AIM OF THE EXERCISE: Of all the lines below, return only those starting with the line holding "let path = target.split(|b|" and going on through the line holding "repository 798157485604853e", exactly as written.

Collected data:
--
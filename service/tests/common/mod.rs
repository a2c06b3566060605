//! Common test utilities for integration tests.
//!
//! This module provides:
//!
//! - [`app_builder::TestAppBuilder`] - Build test Axum apps that mirror main.rs wiring
//! - [`send`] / [`body_string`] - Shorthand for driving a router with `oneshot`
//!
//! # Usage
//!
//! ```ignore
//! use crate::common::{app_builder::TestAppBuilder, send};
//!
//! #[tokio::test]
//! async fn test_with_app() {
//!     let app = TestAppBuilder::new().build();
//!     let response = send(&app, get("/health")).await;
//! }
//! ```

#![allow(dead_code)]

pub mod app_builder;

use axum::{
    body::{to_bytes, Body},
    http::{Request, Response},
    Router,
};
use tower::ServiceExt;

/// Send one request through a clone of the router.
pub async fn send(app: &Router, request: Request<Body>) -> Response<Body> {
    app.clone().oneshot(request).await.expect("response")
}

/// Build a bodiless GET request.
pub fn get(uri: &str) -> Request<Body> {
    Request::builder()
        .uri(uri)
        .body(Body::empty())
        .expect("request")
}

/// Collect a response body into a UTF-8 string.
pub async fn body_string(response: Response<Body>) -> String {
    let body = to_bytes(response.into_body(), 1024 * 1024)
        .await
        .expect("body");
    String::from_utf8(body.to_vec()).expect("utf8")
}
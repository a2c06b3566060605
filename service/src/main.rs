#![deny(
    clippy::expect_used,
    clippy::panic,
    clippy::print_stdout,
    clippy::todo,
    clippy::unimplemented,
    clippy::unwrap_used
)]

use std::net::SocketAddr;

use clap::Parser;
use headerdemo_api::{
    app::{build_app, log_pipeline},
    config::Config,
};
use tracing_subscriber::EnvFilter;

/// HeaderDemo API server.
#[derive(Debug, Parser)]
#[command(version, about)]
struct Cli {
    /// YAML configuration file. Missing files are ignored.
    #[arg(long, default_value = "config.yaml")]
    config: String,
}

async fn shutdown_signal() {
    let ctrl_c = async {
        if let Err(e) = tokio::signal::ctrl_c().await {
            tracing::error!("Failed to install Ctrl+C handler: {e}");
            std::future::pending::<()>().await;
        }
    };

    #[cfg(unix)]
    let terminate = async {
        match tokio::signal::unix::signal(tokio::signal::unix::SignalKind::terminate()) {
            Ok(mut signal) => {
                signal.recv().await;
            }
            Err(e) => {
                tracing::error!("Failed to install SIGTERM handler: {e}");
                std::future::pending::<()>().await;
            }
        }
    };

    #[cfg(not(unix))]
    let terminate = std::future::pending::<()>();

    tokio::select! {
        () = ctrl_c => {},
        () = terminate => {},
    }

    tracing::info!("Shutdown signal received, draining connections");
}

#[tokio::main]
async fn main() -> Result<(), anyhow::Error> {
    let cli = Cli::parse();

    // Load and validate configuration first (fail-fast)
    let config = Config::load_from(&cli.config).map_err(|e| anyhow::anyhow!("{e}"))?;

    // Set up logging from config; RUST_LOG wins when present
    let filter = EnvFilter::try_from_default_env()
        .or_else(|_| EnvFilter::try_new(&config.logging.level))
        .map_err(|e| anyhow::anyhow!("invalid logging.level: {e}"))?;
    tracing_subscriber::fmt().with_env_filter(filter).init();

    // Init banner so container logs clearly show startup
    tracing::info!(
        version = env!("CARGO_PKG_VERSION"),
        "headerdemo-api starting up"
    );

    log_pipeline(&config);
    let app = build_app(&config);

    // Start the server
    let addr: SocketAddr = format!("{}:{}", config.server.host, config.server.port)
        .parse()
        .map_err(|e| anyhow::anyhow!("invalid server address: {e}"))?;
    tracing::info!("Starting server at http://{}", addr);

    let listener = tokio::net::TcpListener::bind(addr).await?;
    axum::serve(listener, app)
        .with_graceful_shutdown(shutdown_signal())
        .await?;

    Ok(())
}
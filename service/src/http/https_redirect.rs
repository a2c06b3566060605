//! Redirect plain HTTP requests to HTTPS.

use std::sync::Arc;

use axum::{
    extract::{Request, State},
    http::{header::LOCATION, HeaderValue, StatusCode},
    middleware::Next,
    response::{IntoResponse, Response},
};

use super::{request_host, request_is_https};
use crate::config::HttpsRedirectionConfig;

/// Resolved redirect settings shared by every request.
#[derive(Debug, Clone)]
pub struct HttpsRedirect {
    https_port: u16,
    status: StatusCode,
    trust_forwarded_proto: bool,
}

impl HttpsRedirect {
    /// Build the redirect stage, or `None` when it is disabled or no HTTPS
    /// port is known.
    #[must_use]
    pub fn from_config(
        config: &HttpsRedirectionConfig,
        trust_forwarded_proto: bool,
    ) -> Option<Arc<Self>> {
        if !config.enabled {
            return None;
        }
        let https_port = config.https_port?;
        let status = StatusCode::from_u16(config.status).ok()?;
        Some(Arc::new(Self {
            https_port,
            status,
            trust_forwarded_proto,
        }))
    }

    /// Absolute HTTPS location for the given request.
    fn location(&self, request: &Request) -> Option<String> {
        let host = request_host(request)?;
        let path = request
            .uri()
            .path_and_query()
            .map_or("/", |pq| pq.as_str());
        if self.https_port == 443 {
            Some(format!("https://{host}{path}"))
        } else {
            Some(format!("https://{host}:{}{path}", self.https_port))
        }
    }
}

/// Middleware answering non-HTTPS requests with a redirect.
pub async fn https_redirect_middleware(
    State(redirect): State<Arc<HttpsRedirect>>,
    request: Request,
    next: Next,
) -> Response {
    if request_is_https(&request, redirect.trust_forwarded_proto) {
        return next.run(request).await;
    }

    let Some(location) = redirect.location(&request) else {
        tracing::debug!(uri = %request.uri(), "no host to redirect to, passing through");
        return next.run(request).await;
    };

    match HeaderValue::from_str(&location) {
        Ok(value) => {
            tracing::debug!(%location, status = %redirect.status, "redirecting to https");
            (redirect.status, [(LOCATION, value)]).into_response()
        }
        Err(_) => {
            tracing::warn!(%location, "redirect location is not a valid header value");
            next.run(request).await
        }
    }
}
#![cfg_attr(target_os = "none", no_std)]
#![cfg_attr(target_os = "none", no_main)]

#[cfg(target_os = "none")]
mod panic;

mod lease;
mod status;
mod telemetry;

#[cfg(target_os = "none")]
mod http;
#[cfg(target_os = "none")]
mod net;
#[cfg(target_os = "none")]
mod runtime;

#[cfg(not(target_os = "none"))]
fn main() {}
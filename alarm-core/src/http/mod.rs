//! Minimal HTTP/1.x handling for the status page.
//!
//! Only the request line is parsed; headers are skipped. Every response
//! closes the connection, so a slot never has to track keep-alive state.

use core::fmt::{self, Write as _};

use heapless::String;
use winnow::ascii::line_ending;
use winnow::prelude::*;
use winnow::token::{literal, take_till, take_while};

pub mod slot;

pub use slot::{HttpSlot, HttpSlots, SlotEvent, SlotPhase, SlotSocket};

/// Room for the status line and fixed headers.
pub const HEAD_CAPACITY: usize = 192;

/// Request method, reduced to what the server distinguishes.
#[derive(Copy, Clone, Debug, Eq, PartialEq)]
#[cfg_attr(feature = "defmt", derive(defmt::Format))]
pub enum Method {
    Get,
    Head,
    Other,
}

impl Method {
    fn from_token(token: &[u8]) -> Self {
        match token {
            b"GET" => Method::Get,
            b"HEAD" => Method::Head,
            _ => Method::Other,
        }
    }
}

/// First line of a request.
#[derive(Copy, Clone, Debug, Eq, PartialEq)]
pub struct RequestLine<'a> {
    pub method: Method,
    pub target: &'a [u8],
}

/// Errors produced while handling a request.
#[derive(Copy, Clone, Debug, Eq, PartialEq)]
#[cfg_attr(feature = "defmt", derive(defmt::Format))]
pub enum HttpError {
    /// The request line did not match `METHOD SP target SP HTTP/1.x CRLF`.
    MalformedRequestLine,
    /// The response head did not fit in [`HEAD_CAPACITY`].
    HeadOverflow,
}

impl fmt::Display for HttpError {
    fn fmt(&self, f: &mut fmt::Formatter<'_>) -> fmt::Result {
        match self {
            HttpError::MalformedRequestLine => write!(f, "malformed request line"),
            HttpError::HeadOverflow => write!(f, "response head exceeds {HEAD_CAPACITY} bytes"),
        }
    }
}

/// Response status codes the server emits.
#[derive(Copy, Clone, Debug, Eq, PartialEq)]
#[cfg_attr(feature = "defmt", derive(defmt::Format))]
pub enum Status {
    Ok,
    BadRequest,
    NotFound,
    MethodNotAllowed,
    HeaderFieldsTooLarge,
}

impl Status {
    #[must_use]
    pub const fn code(self) -> u16 {
        match self {
            Status::Ok => 200,
            Status::BadRequest => 400,
            Status::NotFound => 404,
            Status::MethodNotAllowed => 405,
            Status::HeaderFieldsTooLarge => 431,
        }
    }

    #[must_use]
    pub const fn reason(self) -> &'static str {
        match self {
            Status::Ok => "OK",
            Status::BadRequest => "Bad Request",
            Status::NotFound => "Not Found",
            Status::MethodNotAllowed => "Method Not Allowed",
            Status::HeaderFieldsTooLarge => "Request Header Fields Too Large",
        }
    }
}

/// Where a request target points.
#[derive(Copy, Clone, Debug, Eq, PartialEq)]
pub enum Route {
    StatusPage,
    NotFound,
}

/// Response payload.
#[derive(Copy, Clone, Debug, Eq, PartialEq)]
pub enum Body {
    /// The rendered status page.
    Document,
    /// A fixed plain-text message.
    Text(&'static [u8]),
}

/// Response chosen for a request.
#[derive(Copy, Clone, Debug, Eq, PartialEq)]
pub struct Response {
    pub status: Status,
    pub body: Body,
    /// HEAD requests get the head only.
    pub head_only: bool,
}

impl Response {
    const fn document(head_only: bool) -> Self {
        Self {
            status: Status::Ok,
            body: Body::Document,
            head_only,
        }
    }

    /// Plain-text response carrying the status reason as body.
    #[must_use]
    pub const fn error(status: Status) -> Self {
        Self {
            status,
            body: Body::Text(status.reason().as_bytes()),
            head_only: false,
        }
    }

    const fn content_type(&self) -> &'static str {
        match self.body {
            Body::Document => "text/html; charset=utf-8",
            Body::Text(_) => "text/plain",
        }
    }
}

/// Parses the request line at the start of `input`.
///
/// # Errors
///
/// Returns [`HttpError::MalformedRequestLine`] when the line is incomplete or
/// does not follow HTTP/1.x syntax.
pub fn parse_request_line(input: &[u8]) -> Result<RequestLine<'_>, HttpError> {
    let mut stream = input;
    request_line
        .parse_next(&mut stream)
        .map_err(|_| HttpError::MalformedRequestLine)
}

fn request_line<'i>(input: &mut &'i [u8]) -> ModalResult<RequestLine<'i>> {
    let method = take_while(1.., |b: u8| b.is_ascii_uppercase()).parse_next(input)?;
    b' '.parse_next(input)?;
    let target = take_till(1.., |b: u8| matches!(b, b' ' | b'\r' | b'\n')).parse_next(input)?;
    b' '.parse_next(input)?;
    literal("HTTP/1.").parse_next(input)?;
    take_while(1, |b: u8| b.is_ascii_digit()).parse_next(input)?;
    line_ending.parse_next(input)?;

    Ok(RequestLine {
        method: Method::from_token(method),
        target,
    })
}

/// Maps a request target to a route, ignoring any query string.
#[must_use]
pub fn route(target: &[u8]) -> Route {
    let path = target.split(|b| *b == b'?').next().unwrap_or(target);
    match path {
        b"/" | b"/index.html" => Route::StatusPage,
        _ => Route::NotFound,
    }
}

/// Chooses the response for a complete request head.
#[must_use]
pub fn respond(request: &[u8]) -> Response {
    let Ok(line) = parse_request_line(request) else {
        return Response::error(Status::BadRequest);
    };

    let head_only = match line.method {
        Method::Get => false,
        Method::Head => true,
        Method::Other => return Response::error(Status::MethodNotAllowed),
    };

    match route(line.target) {
        Route::StatusPage => Response::document(head_only),
        Route::NotFound => Response {
            head_only,
            ..Response::error(Status::NotFound)
        },
    }
}

/// Formats the status line and headers for `response`.
///
/// # Errors
///
/// Returns [`HttpError::HeadOverflow`] if the head does not fit.
pub fn write_head(
    response: &Response,
    content_length: usize,
) -> Result<String<HEAD_CAPACITY>, HttpError> {
    let mut head = String::new();
    write!(
        head,
        "HTTP/1.1 {} {}\r\nContent-Type: {}\r\nContent-Length: {}\r\nCache-Control: no-store\r\nConnection: close\r\n\r\n",
        response.status.code(),
        response.status.reason(),
        response.content_type(),
        content_length,
    )
    .map_err(|_| HttpError::HeadOverflow)?;
    Ok(head)
}

/// Returns `true` once `buffer` holds a complete request head.
#[must_use]
pub fn head_complete(buffer: &[u8]) -> bool {
    buffer.windows(4).any(|window| window == b"\r\n\r\n")
}
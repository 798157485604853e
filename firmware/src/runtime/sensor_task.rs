use alarm_core::tracker::{EventTracker, PinLevel, Sensor};
use embassy_rp::gpio::Input;

use crate::{net, telemetry};

/// Stamps every edge on `pin` into the tracker.
#[embassy_executor::task(pool_size = 2)]
pub async fn watch(sensor: Sensor, mut pin: Input<'static>, tracker: &'static EventTracker) -> ! {
    loop {
        pin.wait_for_any_edge().await;
        let level = PinLevel::from_high(pin.is_high());
        let now = net::uptime();
        tracker.on_pin_change(sensor, level, now);
        telemetry::emit(&telemetry::edge_line(sensor, level, now));
    }
}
--
COMPLETED EXERCISE:
    let path = target.split(|b| *b == b'?').next().unwrap_or(target);
    match path {
        b"/" | b"/index.html" => Route::StatusPage,
        _ => Route::NotFound,
    }
}

/// Chooses the response for a complete request head.
#[must_use]
pub fn respond(request: &[u8]) -> Response {
    let Ok(line) = parse_request_line(request) else {
        return Response::error(Status::BadRequest);
    };

    let head_only = match line.method {
        Method::Get => false,
        Method::Head => true,
        Method::Other => return Response::error(Status::MethodNotAllowed),
    };

    match route(line.target) {
        Route::StatusPage => Response::document(head_only),
        Route::NotFound => Response {
            head_only,
            ..Response::error(Status::NotFound)
        },
    }
}

/// Formats the status line and headers for `response`.
///
/// # Errors
///
/// Returns [`HttpError::HeadOverflow`] if the head does not fit.
pub fn write_head(
    response: &Response,
    content_length: usize,
) -> Result<String<HEAD_CAPACITY>, HttpError> {
    let mut head = String::new();
    write!(
        head,
        "HTTP/1.1 {} {}\r\nContent-Type: {}\r\nContent-Length: {}\r\nCache-Control: no-store\r\nConnection: close\r\n\r\n",
        response.status.code(),
        response.status.reason(),
        response.content_type(),
        content_length,
    )
    .map_err(|_| HttpError::HeadOverflow)?;
    Ok(head)
}

/// Returns `true` once `buffer` holds a complete request head.
#[must_use]
pub fn head_complete(buffer: &[u8]) -> bool {
    buffer.windows(4).any(|window| window == b"\r\n\r\n")
}
repository 798157485604853e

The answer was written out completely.